C2- ESTÚPIDOS SUEÑOS.
La sala de la mansión Langley, no podía sentirse más fría en ese momento. Reginald caminaba de un lado a otro, con las venas del cuello marcadas y el rostro rojo de furia. Su traje caro parecía a punto de estallar por la tensión que acumulaba en cada paso.
—¡Voy a matar a ese maldito entrenador con mis propias manos! —bramó ―¡Y después a Katerina!
Kate, su hija menor, ni se movió. Mantenía la mirada baja, con las manos entrelazadas en el regazo. Sabía que cualquier palabra suya podría prender aún más la mecha.
Pero Mirabelle, su madre, fue todo lo contrario.
—¡Reginald, por favor! —exclamó con el rostro nervioso—. No es culpa de Katerina. Ese tipo… seguramente la embaucó. Ella no haría esto por sí sola. ¡No es su culpa!
Él se giró hacia su mujer con el rostro desencajado de la rabia.
—¿No es su culpa? —escupió —. ¿Sabes qué no es culpa suya? Que tú no hayas sabido criar a tus hijas. ¡Eso sí es tu responsabilidad, Mirabelle! ¡Maldit4 sea! Ojalá hubiera tenido hijos varones. Al menos uno. ¡Uno que no fuera una decepción, como estas tontas niñas estúpidas!
Kate alzó la mirada, sintiendo esas palabras en el pecho. Dolía. Pero ya hace mucho tiempo que no lloraba, al menos no frente a ellos. Solo tragó saliva y bajó la vista otra vez. Para hacerse Invisible, como siempre lo había sido.
Mirabelle se acercó a su esposo e intentó tomarle la mano, pero él se la sacudió con desprecio. Ella insistió:
—Mi amor, por favor… no te alteres así. Tu corazón no lo resistirá. Podemos solucionarlo, solo debemos pensar. Hablar con Grayson, tal vez...
—¿Hablar con Grayson? —la interrumpió con una carcajada fría—. Ese hombre va a arruinarnos. ¿Tienes idea de lo que significa esto? ¡Los contratos con Maxwell Industries están al borde del colapso! ¡Los bancos ya están apretando! ¡Y las deudas no paran de crecer!
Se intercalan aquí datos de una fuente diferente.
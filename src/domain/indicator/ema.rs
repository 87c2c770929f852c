//! Exponential Moving Average indicator.
//!
//! k = 2/(n+1), seed with first SMA, then EMA[i] = C[i]*k + EMA[i-1]*(1-k).
//! Warmup: first (n-1) values are invalid.

use crate::domain::indicator::closes;
use crate::domain::ohlcv::Bar;

/// EMA over an arbitrary value series. Entries before the seed are `None`.
pub fn ema_series(values: &[f64], period: usize) -> Vec<Option<f64>> {
    let mut out = Vec::with_capacity(values.len());
    if period == 0 {
        out.resize(values.len(), None);
        return out;
    }

    let k = 2.0 / (period as f64 + 1.0);
    let mut ema = 0.0;
    let mut sum = 0.0;

    for (i, &v) in values.iter().enumerate() {
        if i < period - 1 {
            sum += v;
            out.push(None);
        } else if i == period - 1 {
            sum += v;
            ema = sum / period as f64;
            out.push(Some(ema));
        } else {
            ema = v * k + ema * (1.0 - k);
            out.push(Some(ema));
        }
    }
    out
}

pub fn calculate_ema(bars: &[Bar], period: usize) -> Option<f64> {
    ema_series(&closes(bars), period).last().copied().flatten()
}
Se giró de golpe y arrojó un jarrón de porcelana italiana contra el piso y trozos de cerámica volaron en todas direcciones.
Mirabelle se llevó la mano al pecho. Jadeaba. Pero no dijo más. En cambio, se giró lentamente hacia Kate, con los ojos llenos de rabia.
—¡Esto es tu culpa! —siseó, señalándola —. Siempre metiéndole esas ideas tontas de independencia y superación a tu hermana. ¿Qué tanto le decías, ah? ¿Qué podía ser libre? ¿Que no necesitaba cumplir con su deber para la familia? ¡Esto es culpa tuya!
Kate alzó la vista, atónita.
—Yo… yo no le dije nada, mamá —respondió, con la voz rota—. Katerina tomó sus propias decisiones. Yo no tengo nada que ver con esto.
—¡Mentira! —escupió Mirabelle, sin escucharla, sin querer entender—. Siempre metida en tus libros y en esas becas ridículas. Siempre queriendo ser alguien que no podrás ser. ¡Por eso Katerina se contagió de tus delirios! ¡Por tu culpa ahora somos el chiste de la alta sociedad! ¡Por tu culpa vamos a perderlo todo! ¡Por tu culpa!
Kate seguía en el sofá, quieta, mientras las palabras de su madre seguían dando vueltas en su cabeza.
Dolía.
Pero no era nuevo.
Era el mismo dolor de siempre.
Desde pequeña, había aprendido a pasar desapercibida. Su madre nunca le prestó atención, toda su energía iba para Katerina, la hija perfecta.